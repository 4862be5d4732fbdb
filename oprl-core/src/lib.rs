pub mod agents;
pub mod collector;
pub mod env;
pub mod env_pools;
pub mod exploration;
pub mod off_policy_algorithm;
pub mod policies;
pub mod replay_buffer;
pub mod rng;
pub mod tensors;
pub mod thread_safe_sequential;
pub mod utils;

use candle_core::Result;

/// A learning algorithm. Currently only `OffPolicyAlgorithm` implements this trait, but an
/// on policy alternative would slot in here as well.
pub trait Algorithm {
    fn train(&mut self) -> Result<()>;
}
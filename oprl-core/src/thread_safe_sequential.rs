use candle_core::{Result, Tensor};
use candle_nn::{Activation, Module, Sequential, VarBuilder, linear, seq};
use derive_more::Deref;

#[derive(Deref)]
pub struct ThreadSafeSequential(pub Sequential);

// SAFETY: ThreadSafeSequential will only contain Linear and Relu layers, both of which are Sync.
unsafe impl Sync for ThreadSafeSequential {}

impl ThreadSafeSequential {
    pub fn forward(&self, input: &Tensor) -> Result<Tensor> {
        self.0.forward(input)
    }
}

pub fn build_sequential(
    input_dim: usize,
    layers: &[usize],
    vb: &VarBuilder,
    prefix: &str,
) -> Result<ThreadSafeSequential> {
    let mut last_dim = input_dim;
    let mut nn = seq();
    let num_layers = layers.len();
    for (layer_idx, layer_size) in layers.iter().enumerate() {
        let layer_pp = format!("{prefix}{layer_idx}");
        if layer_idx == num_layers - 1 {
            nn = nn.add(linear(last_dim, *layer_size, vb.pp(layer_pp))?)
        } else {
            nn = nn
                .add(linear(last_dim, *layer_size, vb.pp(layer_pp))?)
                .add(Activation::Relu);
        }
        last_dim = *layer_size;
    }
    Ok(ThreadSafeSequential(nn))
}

--

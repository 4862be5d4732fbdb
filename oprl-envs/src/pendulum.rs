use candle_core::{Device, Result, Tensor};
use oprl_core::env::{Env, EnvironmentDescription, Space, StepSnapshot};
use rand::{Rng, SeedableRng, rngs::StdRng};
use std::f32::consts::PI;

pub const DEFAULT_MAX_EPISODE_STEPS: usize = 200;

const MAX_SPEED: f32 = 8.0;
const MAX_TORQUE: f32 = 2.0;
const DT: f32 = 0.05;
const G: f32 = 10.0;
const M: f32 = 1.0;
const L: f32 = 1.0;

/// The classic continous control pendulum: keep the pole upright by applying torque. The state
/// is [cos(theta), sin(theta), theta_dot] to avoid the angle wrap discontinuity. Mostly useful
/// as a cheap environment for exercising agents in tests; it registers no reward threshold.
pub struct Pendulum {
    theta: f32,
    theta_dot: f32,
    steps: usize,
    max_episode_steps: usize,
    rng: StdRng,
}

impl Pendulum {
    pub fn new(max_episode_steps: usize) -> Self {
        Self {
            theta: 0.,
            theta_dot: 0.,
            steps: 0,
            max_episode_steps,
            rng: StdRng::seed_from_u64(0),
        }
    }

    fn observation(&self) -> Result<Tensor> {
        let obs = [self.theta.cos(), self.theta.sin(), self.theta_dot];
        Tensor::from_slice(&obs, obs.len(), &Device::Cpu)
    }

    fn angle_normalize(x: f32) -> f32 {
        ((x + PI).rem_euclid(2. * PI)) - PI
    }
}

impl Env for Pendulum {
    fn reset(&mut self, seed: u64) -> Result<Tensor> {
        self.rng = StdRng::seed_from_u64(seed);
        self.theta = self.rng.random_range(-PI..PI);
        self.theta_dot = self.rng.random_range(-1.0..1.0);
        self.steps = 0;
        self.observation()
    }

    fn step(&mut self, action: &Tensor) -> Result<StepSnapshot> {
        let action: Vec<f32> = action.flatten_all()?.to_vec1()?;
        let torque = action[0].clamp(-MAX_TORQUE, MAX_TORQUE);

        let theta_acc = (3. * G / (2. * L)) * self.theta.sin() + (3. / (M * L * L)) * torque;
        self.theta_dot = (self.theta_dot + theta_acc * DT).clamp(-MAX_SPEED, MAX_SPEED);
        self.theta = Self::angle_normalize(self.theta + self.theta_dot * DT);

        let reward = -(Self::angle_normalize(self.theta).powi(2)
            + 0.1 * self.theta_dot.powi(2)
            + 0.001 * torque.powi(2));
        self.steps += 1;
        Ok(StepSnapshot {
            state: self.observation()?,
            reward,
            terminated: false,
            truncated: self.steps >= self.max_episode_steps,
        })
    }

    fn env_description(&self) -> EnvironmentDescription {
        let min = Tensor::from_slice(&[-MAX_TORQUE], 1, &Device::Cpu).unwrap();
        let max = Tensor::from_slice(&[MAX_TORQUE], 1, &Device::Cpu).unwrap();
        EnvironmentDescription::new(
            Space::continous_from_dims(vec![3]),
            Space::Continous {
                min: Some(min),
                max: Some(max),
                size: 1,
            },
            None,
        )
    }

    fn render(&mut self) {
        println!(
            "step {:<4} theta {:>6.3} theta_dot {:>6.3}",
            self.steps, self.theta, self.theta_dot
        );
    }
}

--

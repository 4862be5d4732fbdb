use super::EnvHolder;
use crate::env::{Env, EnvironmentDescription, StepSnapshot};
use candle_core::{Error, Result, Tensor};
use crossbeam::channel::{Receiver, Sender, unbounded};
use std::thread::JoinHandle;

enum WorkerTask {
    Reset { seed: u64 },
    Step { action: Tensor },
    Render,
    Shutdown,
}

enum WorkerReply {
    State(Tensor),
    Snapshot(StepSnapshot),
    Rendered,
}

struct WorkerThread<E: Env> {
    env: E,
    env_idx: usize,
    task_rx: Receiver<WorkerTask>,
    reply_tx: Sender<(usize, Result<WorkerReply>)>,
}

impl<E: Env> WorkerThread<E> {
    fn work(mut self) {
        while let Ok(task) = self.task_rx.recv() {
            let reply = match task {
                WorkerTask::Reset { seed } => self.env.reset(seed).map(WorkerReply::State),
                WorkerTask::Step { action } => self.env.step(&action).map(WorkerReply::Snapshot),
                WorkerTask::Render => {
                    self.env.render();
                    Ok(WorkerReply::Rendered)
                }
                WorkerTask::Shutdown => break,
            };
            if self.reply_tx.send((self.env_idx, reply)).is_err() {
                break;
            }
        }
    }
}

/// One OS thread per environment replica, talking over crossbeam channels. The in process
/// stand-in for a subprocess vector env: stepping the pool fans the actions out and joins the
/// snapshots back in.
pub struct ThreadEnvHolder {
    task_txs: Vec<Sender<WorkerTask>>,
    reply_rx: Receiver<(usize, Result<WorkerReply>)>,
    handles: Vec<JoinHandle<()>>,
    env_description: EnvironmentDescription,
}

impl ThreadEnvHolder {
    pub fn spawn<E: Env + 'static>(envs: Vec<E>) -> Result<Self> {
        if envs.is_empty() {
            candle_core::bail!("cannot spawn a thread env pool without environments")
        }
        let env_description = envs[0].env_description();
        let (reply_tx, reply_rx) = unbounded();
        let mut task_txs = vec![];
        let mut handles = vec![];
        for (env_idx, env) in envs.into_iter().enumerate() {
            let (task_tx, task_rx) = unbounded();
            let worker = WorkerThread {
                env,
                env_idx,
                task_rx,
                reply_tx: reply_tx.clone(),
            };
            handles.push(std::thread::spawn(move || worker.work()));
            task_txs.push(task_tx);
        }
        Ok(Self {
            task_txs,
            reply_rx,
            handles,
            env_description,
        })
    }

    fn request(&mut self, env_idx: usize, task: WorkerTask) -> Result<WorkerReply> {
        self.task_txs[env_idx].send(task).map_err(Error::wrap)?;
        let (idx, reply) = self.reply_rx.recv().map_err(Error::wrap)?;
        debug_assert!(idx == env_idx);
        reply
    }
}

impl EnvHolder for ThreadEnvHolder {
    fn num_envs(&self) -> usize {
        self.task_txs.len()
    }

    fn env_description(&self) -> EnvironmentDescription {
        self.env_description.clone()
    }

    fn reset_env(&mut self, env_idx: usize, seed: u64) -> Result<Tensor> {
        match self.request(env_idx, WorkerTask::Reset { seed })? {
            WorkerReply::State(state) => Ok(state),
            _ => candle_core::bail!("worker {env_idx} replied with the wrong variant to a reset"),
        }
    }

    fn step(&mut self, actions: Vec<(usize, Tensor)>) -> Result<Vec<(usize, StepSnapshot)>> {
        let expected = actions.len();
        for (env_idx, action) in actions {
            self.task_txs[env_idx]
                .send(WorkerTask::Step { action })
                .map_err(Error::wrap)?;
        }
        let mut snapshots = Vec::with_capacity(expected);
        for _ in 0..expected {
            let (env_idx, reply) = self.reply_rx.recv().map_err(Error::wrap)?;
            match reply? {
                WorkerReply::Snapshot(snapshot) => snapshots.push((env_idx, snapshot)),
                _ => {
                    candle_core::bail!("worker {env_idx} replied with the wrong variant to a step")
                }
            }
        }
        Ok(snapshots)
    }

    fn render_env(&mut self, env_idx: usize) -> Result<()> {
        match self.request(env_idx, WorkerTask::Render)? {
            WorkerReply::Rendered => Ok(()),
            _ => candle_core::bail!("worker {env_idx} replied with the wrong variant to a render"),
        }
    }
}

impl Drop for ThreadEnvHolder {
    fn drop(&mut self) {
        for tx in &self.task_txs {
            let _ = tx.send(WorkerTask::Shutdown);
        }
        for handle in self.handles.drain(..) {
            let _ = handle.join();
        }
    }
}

--

(HOW TO COMPLETE THIS TASK)
Return each line from the data where the string "unbounded" can be found.

(ANSWER BOX)
use crossbeam::channel::{Receiver, Sender, unbounded};
        let (reply_tx, reply_rx) = unbounded();
            let (task_tx, task_rx) = unbounded();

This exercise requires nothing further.